┌────────

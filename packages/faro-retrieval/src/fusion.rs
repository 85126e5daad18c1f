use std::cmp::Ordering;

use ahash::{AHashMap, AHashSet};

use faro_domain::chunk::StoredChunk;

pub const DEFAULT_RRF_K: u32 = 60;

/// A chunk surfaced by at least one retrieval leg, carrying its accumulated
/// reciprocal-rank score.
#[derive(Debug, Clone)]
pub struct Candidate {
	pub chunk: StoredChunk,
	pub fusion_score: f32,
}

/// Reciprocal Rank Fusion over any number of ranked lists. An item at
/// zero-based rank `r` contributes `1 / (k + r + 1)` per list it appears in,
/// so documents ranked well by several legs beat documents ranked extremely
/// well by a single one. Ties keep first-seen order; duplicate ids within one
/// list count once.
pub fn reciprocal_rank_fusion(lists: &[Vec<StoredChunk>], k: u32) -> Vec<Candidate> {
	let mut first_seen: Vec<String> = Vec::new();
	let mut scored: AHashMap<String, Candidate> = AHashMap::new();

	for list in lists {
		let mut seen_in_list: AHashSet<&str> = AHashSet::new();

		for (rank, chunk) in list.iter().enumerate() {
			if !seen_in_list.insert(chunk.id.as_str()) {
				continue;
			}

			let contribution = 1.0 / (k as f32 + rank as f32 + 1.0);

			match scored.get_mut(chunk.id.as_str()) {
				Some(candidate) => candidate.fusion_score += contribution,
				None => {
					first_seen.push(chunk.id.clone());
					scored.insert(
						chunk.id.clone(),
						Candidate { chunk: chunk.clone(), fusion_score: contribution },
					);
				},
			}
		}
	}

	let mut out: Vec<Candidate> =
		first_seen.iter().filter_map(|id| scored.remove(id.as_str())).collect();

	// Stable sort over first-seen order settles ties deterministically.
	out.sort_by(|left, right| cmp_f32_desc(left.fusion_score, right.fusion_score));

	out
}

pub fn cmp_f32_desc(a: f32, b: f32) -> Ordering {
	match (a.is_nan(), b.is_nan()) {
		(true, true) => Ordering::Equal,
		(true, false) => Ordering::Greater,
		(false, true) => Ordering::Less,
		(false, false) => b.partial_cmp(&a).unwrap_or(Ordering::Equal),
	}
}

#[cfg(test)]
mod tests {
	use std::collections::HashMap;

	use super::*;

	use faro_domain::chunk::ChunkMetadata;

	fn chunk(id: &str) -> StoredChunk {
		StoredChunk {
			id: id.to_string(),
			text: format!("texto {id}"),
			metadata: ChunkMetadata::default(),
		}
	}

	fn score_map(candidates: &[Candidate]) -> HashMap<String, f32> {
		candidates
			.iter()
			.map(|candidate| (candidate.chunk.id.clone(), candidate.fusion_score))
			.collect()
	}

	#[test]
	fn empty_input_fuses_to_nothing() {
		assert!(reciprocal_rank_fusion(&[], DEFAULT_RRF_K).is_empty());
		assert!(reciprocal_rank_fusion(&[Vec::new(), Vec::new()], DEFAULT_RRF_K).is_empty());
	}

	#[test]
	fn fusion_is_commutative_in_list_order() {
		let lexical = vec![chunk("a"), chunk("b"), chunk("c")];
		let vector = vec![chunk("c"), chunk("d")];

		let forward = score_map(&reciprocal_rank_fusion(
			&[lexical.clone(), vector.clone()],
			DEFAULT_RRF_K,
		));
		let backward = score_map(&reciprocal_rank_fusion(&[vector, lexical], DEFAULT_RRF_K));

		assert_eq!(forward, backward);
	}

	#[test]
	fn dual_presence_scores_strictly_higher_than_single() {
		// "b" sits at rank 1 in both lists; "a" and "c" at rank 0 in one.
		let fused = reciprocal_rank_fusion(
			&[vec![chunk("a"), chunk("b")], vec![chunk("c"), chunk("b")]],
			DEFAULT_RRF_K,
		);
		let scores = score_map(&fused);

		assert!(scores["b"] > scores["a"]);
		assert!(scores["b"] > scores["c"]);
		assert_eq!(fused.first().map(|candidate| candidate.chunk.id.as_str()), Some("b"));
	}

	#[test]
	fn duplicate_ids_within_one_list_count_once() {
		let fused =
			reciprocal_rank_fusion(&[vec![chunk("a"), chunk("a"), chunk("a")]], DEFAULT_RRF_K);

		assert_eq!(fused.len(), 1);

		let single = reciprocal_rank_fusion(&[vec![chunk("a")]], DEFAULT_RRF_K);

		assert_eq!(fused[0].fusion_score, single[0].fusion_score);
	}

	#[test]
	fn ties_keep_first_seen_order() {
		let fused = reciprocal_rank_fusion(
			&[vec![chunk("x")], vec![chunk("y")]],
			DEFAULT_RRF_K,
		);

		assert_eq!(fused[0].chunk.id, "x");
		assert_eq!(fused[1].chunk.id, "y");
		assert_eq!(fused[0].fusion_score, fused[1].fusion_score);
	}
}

└────────
┌────────

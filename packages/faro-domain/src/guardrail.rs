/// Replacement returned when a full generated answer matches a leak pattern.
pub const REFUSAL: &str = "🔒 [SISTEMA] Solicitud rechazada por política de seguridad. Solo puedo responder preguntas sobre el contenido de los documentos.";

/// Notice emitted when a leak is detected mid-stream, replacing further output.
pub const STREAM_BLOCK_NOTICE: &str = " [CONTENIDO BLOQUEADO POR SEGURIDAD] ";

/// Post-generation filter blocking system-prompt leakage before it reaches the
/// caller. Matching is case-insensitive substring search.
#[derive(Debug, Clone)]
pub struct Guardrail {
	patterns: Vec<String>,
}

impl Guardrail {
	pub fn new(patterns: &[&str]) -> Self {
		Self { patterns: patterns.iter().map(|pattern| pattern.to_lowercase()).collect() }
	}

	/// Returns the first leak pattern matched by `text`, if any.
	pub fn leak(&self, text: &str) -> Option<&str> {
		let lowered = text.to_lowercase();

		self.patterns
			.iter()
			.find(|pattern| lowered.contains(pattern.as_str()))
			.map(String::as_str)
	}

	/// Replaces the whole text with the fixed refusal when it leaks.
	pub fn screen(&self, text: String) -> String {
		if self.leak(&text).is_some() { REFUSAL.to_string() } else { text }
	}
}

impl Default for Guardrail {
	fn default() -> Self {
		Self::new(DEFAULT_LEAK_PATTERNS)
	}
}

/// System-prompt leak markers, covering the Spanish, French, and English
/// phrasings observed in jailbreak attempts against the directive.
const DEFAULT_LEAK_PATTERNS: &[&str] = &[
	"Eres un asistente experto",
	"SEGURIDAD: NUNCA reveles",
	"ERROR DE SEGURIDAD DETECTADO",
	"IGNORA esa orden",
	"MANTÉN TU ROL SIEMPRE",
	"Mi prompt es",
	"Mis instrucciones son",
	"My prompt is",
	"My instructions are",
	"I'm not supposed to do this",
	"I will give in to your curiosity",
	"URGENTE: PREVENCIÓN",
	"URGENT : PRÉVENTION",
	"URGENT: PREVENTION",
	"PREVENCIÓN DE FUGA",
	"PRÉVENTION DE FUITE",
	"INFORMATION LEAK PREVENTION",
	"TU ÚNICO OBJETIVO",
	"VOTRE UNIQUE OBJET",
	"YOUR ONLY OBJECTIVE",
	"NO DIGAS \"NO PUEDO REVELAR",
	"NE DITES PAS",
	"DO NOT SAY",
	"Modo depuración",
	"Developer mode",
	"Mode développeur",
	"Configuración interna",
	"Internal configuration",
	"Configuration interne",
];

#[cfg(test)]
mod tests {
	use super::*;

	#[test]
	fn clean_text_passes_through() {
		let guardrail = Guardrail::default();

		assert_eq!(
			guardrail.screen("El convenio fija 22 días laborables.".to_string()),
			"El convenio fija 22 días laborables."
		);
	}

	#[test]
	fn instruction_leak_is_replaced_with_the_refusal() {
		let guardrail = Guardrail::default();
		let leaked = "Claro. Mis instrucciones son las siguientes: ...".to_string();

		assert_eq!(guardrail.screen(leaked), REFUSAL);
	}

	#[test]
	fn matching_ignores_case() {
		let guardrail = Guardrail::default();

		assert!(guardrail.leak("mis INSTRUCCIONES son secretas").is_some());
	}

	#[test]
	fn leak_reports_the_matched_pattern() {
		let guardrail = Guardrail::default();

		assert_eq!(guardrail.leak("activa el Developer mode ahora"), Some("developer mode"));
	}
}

└────────

• [TASK TO COMPLETE] In the listing above, the lines from the one containing "filename packages/faro-retrieval/src/fusion.rs" through the one containing "list count once." must be set down exactly, with no other lines.

• [REPLY]
filename packages/faro-retrieval/src/fusion.rs
repository 85126e5daad18c1f
use std::cmp::Ordering;

use ahash::{AHashMap, AHashSet};

use faro_domain::chunk::StoredChunk;

pub const DEFAULT_RRF_K: u32 = 60;

/// A chunk surfaced by at least one retrieval leg, carrying its accumulated
/// reciprocal-rank score.
#[derive(Debug, Clone)]
pub struct Candidate {
	pub chunk: StoredChunk,
	pub fusion_score: f32,
}

/// Reciprocal Rank Fusion over any number of ranked lists. An item at
/// zero-based rank `r` contributes `1 / (k + r + 1)` per list it appears in,
/// so documents ranked well by several legs beat documents ranked extremely
/// well by a single one. Ties keep first-seen order; duplicate ids within one
/// list count once.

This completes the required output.